▸ **Data listing**:
━━━━━━━━━━━━━━━━━━━━━━━━━━━━━━
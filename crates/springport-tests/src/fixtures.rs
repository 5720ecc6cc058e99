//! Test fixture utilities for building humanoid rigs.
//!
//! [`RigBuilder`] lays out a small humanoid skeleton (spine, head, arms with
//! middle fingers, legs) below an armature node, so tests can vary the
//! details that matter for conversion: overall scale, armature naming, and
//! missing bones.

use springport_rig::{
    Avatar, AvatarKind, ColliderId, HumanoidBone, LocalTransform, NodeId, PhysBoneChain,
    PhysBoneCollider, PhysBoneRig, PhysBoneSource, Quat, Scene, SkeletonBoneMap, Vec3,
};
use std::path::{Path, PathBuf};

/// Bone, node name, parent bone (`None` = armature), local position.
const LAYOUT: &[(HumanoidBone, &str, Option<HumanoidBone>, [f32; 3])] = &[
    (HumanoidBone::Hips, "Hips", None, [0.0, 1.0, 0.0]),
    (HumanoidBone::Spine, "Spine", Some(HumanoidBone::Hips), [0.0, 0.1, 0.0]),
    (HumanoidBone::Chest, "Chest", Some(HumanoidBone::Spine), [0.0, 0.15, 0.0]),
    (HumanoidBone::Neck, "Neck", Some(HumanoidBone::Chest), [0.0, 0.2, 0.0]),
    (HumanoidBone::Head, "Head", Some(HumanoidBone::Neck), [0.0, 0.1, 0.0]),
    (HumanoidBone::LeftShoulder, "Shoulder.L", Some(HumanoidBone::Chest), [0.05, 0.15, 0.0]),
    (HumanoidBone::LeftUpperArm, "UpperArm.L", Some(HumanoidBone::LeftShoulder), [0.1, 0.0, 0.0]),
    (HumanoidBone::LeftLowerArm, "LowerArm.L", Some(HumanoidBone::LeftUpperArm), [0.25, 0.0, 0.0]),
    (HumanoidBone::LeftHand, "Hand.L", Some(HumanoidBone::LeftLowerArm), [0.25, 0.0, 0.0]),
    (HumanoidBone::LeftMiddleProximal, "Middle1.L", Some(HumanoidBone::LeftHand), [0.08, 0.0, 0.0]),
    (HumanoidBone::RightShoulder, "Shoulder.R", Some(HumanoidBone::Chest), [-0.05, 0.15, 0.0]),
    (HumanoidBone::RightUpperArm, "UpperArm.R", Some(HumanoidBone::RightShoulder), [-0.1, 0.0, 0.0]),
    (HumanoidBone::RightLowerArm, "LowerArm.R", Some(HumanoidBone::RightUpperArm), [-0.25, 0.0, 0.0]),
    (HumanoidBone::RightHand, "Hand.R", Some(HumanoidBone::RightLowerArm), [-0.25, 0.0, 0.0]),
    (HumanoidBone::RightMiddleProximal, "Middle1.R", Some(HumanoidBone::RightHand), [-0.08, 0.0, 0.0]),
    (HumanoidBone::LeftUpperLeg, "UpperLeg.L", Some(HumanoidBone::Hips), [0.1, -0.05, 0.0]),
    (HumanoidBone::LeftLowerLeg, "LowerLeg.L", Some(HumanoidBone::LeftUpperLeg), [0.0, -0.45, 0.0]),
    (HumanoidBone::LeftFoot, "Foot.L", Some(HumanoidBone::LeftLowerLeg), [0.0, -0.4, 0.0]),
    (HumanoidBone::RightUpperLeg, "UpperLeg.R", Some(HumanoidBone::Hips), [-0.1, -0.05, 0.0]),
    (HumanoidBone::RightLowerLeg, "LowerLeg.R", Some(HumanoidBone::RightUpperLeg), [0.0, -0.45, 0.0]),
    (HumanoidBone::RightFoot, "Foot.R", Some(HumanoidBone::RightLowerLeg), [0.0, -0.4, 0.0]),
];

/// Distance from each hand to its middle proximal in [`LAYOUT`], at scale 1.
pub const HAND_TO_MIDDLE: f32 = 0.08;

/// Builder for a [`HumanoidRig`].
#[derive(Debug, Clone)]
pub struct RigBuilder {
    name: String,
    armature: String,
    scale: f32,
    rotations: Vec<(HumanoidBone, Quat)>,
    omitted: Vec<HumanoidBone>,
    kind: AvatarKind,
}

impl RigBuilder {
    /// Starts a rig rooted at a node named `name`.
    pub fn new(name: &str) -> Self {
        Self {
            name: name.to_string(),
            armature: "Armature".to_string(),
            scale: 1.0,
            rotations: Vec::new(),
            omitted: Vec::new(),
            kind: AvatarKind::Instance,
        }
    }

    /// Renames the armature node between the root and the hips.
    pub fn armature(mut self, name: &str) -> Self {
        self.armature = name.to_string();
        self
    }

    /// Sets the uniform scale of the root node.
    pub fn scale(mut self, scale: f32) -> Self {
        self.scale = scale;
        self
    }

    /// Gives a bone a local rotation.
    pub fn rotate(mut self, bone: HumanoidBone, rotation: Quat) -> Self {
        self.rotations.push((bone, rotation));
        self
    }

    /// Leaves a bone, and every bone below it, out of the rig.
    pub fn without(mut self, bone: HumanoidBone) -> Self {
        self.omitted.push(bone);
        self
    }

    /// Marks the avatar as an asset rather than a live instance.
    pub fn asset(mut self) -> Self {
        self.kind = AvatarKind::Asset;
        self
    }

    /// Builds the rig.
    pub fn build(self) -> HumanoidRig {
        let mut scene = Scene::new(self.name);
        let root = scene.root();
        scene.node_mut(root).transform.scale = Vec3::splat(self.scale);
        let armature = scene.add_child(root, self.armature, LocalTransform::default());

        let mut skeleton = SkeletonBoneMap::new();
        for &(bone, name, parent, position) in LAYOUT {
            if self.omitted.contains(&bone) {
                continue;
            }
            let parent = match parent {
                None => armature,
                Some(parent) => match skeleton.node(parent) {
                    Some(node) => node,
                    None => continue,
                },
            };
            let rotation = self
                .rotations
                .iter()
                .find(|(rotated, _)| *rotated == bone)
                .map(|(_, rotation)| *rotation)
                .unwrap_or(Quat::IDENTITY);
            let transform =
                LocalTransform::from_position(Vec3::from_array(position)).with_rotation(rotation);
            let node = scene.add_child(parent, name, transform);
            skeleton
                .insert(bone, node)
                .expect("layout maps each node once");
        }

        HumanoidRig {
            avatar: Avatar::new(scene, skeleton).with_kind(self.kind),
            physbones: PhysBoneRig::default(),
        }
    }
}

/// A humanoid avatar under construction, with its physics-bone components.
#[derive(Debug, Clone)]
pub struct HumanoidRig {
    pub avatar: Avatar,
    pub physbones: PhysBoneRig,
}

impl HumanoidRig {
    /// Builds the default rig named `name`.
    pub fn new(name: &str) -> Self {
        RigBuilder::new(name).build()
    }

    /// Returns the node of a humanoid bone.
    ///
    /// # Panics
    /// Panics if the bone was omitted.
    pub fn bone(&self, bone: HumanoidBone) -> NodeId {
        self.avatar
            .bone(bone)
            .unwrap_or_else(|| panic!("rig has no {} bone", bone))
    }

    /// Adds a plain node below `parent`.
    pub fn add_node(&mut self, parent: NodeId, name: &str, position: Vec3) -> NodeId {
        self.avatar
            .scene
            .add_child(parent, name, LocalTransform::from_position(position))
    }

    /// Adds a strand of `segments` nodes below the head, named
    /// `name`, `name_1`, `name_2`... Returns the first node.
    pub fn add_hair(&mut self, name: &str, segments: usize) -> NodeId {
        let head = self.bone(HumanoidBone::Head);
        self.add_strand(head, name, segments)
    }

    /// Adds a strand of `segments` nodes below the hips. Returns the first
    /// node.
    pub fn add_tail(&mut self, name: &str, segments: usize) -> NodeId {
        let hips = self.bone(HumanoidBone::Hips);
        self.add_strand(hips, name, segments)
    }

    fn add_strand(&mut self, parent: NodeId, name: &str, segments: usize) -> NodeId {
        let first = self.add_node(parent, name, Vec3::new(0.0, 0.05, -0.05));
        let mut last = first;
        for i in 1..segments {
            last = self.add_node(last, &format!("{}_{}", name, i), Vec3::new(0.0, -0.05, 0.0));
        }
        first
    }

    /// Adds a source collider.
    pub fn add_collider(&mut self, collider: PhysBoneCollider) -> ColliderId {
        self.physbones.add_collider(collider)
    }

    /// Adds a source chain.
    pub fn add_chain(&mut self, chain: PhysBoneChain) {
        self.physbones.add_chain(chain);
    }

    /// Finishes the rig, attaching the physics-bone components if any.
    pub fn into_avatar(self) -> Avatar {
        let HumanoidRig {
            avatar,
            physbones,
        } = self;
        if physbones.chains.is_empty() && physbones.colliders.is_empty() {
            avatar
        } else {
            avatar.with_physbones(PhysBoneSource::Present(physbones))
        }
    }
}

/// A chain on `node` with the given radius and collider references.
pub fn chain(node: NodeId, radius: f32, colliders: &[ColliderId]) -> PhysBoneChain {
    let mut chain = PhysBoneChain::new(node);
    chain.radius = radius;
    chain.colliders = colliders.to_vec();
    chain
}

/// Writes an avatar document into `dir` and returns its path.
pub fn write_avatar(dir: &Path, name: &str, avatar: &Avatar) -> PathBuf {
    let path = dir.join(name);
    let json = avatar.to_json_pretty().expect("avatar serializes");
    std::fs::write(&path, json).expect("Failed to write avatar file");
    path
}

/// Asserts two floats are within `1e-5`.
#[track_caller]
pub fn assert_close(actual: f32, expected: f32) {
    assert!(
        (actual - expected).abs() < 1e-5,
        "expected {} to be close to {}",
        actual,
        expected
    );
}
━━━━━━━━━━━━━━━━━━━━━━━━━━━━━━
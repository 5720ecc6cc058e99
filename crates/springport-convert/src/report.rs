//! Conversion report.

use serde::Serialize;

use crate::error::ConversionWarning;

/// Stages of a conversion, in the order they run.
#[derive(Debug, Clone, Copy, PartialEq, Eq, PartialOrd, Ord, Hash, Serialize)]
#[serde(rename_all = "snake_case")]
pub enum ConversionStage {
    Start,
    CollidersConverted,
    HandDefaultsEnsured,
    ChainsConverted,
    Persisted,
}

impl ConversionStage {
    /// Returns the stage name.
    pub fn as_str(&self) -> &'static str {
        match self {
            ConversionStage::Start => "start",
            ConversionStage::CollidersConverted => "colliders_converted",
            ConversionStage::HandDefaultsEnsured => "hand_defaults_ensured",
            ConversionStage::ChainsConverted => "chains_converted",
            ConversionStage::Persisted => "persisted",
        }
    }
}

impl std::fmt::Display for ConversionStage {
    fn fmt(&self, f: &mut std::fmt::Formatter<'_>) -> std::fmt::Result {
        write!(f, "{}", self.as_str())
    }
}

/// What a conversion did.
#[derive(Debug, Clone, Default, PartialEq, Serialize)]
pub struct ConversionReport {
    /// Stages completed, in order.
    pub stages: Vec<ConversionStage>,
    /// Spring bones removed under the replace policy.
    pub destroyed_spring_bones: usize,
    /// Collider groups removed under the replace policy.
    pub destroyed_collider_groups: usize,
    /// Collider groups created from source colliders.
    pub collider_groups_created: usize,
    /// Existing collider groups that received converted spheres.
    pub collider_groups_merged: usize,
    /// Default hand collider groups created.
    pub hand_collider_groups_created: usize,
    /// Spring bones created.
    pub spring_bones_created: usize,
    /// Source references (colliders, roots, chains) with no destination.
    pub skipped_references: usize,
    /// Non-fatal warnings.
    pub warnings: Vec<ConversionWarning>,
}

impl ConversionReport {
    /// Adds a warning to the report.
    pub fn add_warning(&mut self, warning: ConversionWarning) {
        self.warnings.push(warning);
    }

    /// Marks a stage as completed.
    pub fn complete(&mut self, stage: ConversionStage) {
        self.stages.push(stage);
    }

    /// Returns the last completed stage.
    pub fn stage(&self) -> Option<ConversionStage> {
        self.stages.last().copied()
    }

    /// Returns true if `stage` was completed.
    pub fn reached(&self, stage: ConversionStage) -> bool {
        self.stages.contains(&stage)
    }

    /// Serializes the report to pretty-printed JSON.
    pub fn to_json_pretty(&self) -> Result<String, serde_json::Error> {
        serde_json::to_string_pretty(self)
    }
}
━━━━━━━━━━━━━━━━━━━━━━━━━━━━━━
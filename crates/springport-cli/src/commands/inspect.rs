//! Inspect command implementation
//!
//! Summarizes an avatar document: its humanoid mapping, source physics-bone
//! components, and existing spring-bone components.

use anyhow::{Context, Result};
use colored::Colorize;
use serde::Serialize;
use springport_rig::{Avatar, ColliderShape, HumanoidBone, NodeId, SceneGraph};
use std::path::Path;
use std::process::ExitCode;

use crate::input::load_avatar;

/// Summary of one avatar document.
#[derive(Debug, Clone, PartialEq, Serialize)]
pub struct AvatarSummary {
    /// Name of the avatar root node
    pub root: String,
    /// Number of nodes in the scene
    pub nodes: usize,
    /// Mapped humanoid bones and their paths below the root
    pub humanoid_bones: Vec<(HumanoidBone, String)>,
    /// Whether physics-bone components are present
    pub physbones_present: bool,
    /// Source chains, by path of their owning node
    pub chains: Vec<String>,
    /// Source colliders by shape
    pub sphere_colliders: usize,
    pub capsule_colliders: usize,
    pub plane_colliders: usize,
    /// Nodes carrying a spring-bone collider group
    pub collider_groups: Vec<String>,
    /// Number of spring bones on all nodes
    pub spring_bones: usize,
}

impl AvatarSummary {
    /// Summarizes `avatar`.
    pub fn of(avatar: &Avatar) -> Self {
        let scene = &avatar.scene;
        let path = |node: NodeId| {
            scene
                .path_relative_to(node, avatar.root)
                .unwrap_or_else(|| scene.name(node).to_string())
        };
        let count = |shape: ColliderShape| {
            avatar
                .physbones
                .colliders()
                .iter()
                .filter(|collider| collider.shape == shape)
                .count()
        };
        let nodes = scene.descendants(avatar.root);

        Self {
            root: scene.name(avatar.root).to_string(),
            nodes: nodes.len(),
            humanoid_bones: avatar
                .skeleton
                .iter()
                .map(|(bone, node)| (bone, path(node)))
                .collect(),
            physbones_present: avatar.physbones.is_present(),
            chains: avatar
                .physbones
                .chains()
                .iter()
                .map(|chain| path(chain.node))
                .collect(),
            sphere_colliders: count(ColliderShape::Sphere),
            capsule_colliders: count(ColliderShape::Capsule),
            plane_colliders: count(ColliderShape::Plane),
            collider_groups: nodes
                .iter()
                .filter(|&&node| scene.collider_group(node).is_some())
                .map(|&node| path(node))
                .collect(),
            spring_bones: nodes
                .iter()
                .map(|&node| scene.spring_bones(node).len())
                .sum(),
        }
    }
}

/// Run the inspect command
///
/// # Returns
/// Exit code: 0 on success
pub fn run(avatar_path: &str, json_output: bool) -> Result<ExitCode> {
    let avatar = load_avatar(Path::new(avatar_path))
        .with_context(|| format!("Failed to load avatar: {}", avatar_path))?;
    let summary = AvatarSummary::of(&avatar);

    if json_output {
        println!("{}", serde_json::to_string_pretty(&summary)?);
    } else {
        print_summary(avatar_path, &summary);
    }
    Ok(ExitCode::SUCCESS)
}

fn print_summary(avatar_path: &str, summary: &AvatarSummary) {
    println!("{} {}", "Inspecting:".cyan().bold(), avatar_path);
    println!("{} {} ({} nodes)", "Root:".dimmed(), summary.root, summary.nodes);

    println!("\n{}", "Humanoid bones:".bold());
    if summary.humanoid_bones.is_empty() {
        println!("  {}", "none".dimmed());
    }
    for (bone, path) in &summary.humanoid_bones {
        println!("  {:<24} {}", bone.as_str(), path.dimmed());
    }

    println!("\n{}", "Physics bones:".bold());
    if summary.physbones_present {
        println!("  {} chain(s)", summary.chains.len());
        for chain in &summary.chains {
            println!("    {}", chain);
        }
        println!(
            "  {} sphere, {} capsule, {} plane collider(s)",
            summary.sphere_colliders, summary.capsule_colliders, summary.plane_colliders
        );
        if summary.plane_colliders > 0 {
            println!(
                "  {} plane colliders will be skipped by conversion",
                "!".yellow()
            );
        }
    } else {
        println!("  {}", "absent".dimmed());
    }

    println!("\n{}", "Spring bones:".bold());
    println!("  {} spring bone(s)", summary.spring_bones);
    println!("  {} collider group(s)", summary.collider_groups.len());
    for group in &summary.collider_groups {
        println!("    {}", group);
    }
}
━━━━━━━━━━━━━━━━━━━━━━━━━━━━━━
▸ **Problem to solve**: Using the material above, transcribe exactly the lines from the line with "a live instance." to the line with "let root = scene.root();"; both count, and nothing else goes in.

▸ **Completed exercise**:
    /// Marks the avatar as an asset rather than a live instance.
    pub fn asset(mut self) -> Self {
        self.kind = AvatarKind::Asset;
        self
    }

    /// Builds the rig.
    pub fn build(self) -> HumanoidRig {
        let mut scene = Scene::new(self.name);
        let root = scene.root();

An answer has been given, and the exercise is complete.